■ WHAT TO PRODUCE:
Copy exactly, and copy only, the lines from the one bearing "length.unwrap_or_default()" through the final line of the records.

Items from a dataset
━━━━━━━━━━
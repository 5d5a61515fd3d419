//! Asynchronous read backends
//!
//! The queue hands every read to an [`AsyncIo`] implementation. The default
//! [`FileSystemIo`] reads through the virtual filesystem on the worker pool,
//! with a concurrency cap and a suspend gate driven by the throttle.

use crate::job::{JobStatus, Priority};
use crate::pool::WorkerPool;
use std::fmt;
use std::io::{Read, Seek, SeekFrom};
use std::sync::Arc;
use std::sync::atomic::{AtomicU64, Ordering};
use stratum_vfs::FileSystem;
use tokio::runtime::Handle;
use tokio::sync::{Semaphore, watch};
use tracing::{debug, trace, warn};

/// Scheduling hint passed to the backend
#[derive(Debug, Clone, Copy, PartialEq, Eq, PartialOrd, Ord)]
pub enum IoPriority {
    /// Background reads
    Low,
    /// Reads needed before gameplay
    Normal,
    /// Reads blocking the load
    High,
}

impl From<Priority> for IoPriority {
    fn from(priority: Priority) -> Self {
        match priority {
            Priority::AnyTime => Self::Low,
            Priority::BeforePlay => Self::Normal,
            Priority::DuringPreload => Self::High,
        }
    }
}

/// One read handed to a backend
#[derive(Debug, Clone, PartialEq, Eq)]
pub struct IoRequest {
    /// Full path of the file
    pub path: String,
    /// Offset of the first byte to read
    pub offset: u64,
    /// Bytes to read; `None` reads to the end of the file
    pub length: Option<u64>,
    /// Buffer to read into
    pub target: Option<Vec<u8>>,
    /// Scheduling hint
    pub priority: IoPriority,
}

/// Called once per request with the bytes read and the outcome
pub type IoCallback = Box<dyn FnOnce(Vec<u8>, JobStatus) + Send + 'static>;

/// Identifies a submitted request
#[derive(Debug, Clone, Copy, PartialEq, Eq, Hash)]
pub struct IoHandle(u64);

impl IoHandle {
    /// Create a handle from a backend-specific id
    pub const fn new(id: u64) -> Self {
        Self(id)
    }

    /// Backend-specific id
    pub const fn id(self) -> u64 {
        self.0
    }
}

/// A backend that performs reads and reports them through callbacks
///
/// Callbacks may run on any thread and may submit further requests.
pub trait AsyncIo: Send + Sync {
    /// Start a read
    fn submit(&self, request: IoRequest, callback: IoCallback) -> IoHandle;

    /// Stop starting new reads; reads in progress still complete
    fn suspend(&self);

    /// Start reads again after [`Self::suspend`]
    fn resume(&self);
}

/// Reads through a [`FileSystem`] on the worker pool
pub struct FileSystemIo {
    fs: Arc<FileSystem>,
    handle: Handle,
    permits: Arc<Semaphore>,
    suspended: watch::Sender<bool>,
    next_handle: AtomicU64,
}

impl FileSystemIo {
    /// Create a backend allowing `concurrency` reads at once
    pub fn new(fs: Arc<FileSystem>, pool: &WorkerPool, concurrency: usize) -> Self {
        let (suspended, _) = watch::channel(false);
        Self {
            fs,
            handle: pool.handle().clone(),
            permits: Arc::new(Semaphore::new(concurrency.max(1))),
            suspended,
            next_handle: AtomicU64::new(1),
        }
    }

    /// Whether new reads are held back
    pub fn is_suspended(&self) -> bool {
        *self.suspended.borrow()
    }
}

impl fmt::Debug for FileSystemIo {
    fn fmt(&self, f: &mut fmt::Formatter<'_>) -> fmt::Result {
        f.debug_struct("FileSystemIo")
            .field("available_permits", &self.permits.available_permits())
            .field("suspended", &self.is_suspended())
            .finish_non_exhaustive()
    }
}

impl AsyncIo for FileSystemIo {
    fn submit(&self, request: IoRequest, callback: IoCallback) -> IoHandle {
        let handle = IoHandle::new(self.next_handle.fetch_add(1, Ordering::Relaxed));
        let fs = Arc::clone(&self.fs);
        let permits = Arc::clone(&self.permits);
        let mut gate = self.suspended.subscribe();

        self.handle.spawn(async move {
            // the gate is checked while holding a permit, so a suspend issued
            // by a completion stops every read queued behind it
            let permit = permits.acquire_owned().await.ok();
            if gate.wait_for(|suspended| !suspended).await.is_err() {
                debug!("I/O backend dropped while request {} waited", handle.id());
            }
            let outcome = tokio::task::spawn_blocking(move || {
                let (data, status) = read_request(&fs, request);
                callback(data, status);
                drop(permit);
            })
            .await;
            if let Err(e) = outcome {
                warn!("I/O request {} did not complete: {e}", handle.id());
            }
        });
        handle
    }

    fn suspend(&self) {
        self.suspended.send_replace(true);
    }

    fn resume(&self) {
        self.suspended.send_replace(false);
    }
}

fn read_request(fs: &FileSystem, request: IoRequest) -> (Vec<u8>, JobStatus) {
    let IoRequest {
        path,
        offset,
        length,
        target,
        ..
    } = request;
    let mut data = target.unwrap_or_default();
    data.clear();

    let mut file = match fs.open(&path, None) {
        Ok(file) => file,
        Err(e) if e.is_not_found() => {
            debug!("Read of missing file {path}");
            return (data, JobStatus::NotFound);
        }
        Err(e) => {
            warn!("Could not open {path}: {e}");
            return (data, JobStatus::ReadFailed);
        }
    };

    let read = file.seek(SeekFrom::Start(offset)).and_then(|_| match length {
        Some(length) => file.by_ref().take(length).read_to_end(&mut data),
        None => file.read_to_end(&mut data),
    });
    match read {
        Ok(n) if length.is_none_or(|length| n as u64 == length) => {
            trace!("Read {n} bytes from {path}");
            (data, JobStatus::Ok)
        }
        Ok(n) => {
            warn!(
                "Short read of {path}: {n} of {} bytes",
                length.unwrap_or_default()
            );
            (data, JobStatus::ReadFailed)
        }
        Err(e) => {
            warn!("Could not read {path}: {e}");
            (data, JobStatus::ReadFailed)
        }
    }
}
━━━━━━━━━━
■ OUTPUT OF THE TASK:
                length.unwrap_or_default()
            );
            (data, JobStatus::ReadFailed)
        }
        Err(e) => {
            warn!("Could not read {path}: {e}");
            (data, JobStatus::ReadFailed)
        }
    }
}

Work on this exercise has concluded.